Un niveau de régulation supplémentaire peut être amené par l’existence de plusieurs sites de polyadénylation dans la région 3’-UTR de l’ARNm du VEGF, qui peuvent inclure ou non dans le transcrit, les séquences ARE modulatrices de la stabilité de l’ARNm (Dibbens et coll., 2001). L’analyse de la région 3’-UTR de l’ARNm du VEGF de rat a montré quatre sites potentiels de polyadénylation (Levy JR et coll., 1995). Le site le plus utilisé serait situé 1,9 kb en aval du codon stop (Conn et coll., 1990). Un deuxième site engendre un transcrit d’environ 2,2 kb (Shima et coll., 1996). Il y a 82 % d’homologie entre de la région 3’-UTR humaine et la région 3’-UTR de rat. Les 4 sites de polyadénylation ainsi que les régions ARE nonamériques sont conservés entre ces deux espèces (Levy NS et coll., 1997). En revanche, chez la souris, seuls deux sites de polyadénylation sont utilisés, et il s’avère que le site induisant le transcrit le plus long est majoritairement utilisé, que ce soit dans des conditions d’hypoxie ou de normoxie (Dibbens et coll., 2001).

2.2.2.2. Régulation de la traduction

L’initiation de la traduction de la protéine VEGF peut avoir lieu en différents sites. En effet, une autre isoforme du VEGF que celles exposées précédemment, a également été décrite (schéma 16).

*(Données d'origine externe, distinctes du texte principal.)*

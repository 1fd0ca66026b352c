mod anchor;
mod birth;
mod likelihood;
mod range;
mod result;
mod season;

pub use anchor::{Anchor, WrapMode};
pub use birth::BirthReference;
pub use likelihood::Likelihood;
pub use range::DateRange;
pub use result::{EstimationResult, ScoredDate};
pub use season::Season;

Il s’agit du L-VEGF (large VEGF), qui n’est pas issu cette fois d’un épissage alternatif, mais de l’utilisation d’une codon d’initiation CUG, situé en amont du codon ATG classiquement utilisé (Huez et coll., 2001). Cette initiation de traduction alternative est gouvernée par un IRES (Internal Ribosomal Entry Site). Deux IRES ont été décrits dans la partie 5’ non traduite (5’UTR) de l’ARNm du VEGF. L’IRES A, placé en amont du codon d’initiation AUG a été le plus communément identifié dans l’initiation de la traduction de la protéine VEGF. Récemment, une étude a montré l’implication d’un second IRES, l’IRES B, situé en amont de l’IRES A et d’une séquence CUG, qui se comporte comme un site d’initiation alternatif de la traduction in vivo, et produisant une nouvelle isoforme du VEGF : le L-VEGF (Huez et coll., 2001). Cette nouvelle isoforme est plus longue de 206 acides aminés que le VEGF initié au codon ATG. Des modifications post-traductionnelles induisent le clivage protéolytique de cette protéine L-VEGF et engendrent un fragment N-terminal de 206 acides aminés séquestré dans l’appareil de Golgi, et un fragment C-terminal correspondant à la protéine VEGF initiée au codon ATG et sécrété par la cellule. Le L-VEGF est exprimé dans des tissus murins et humains qu’ils soient sains ou tumoraux (Huez et coll., 2001; Rosenbaum-Dekel et coll., 2005).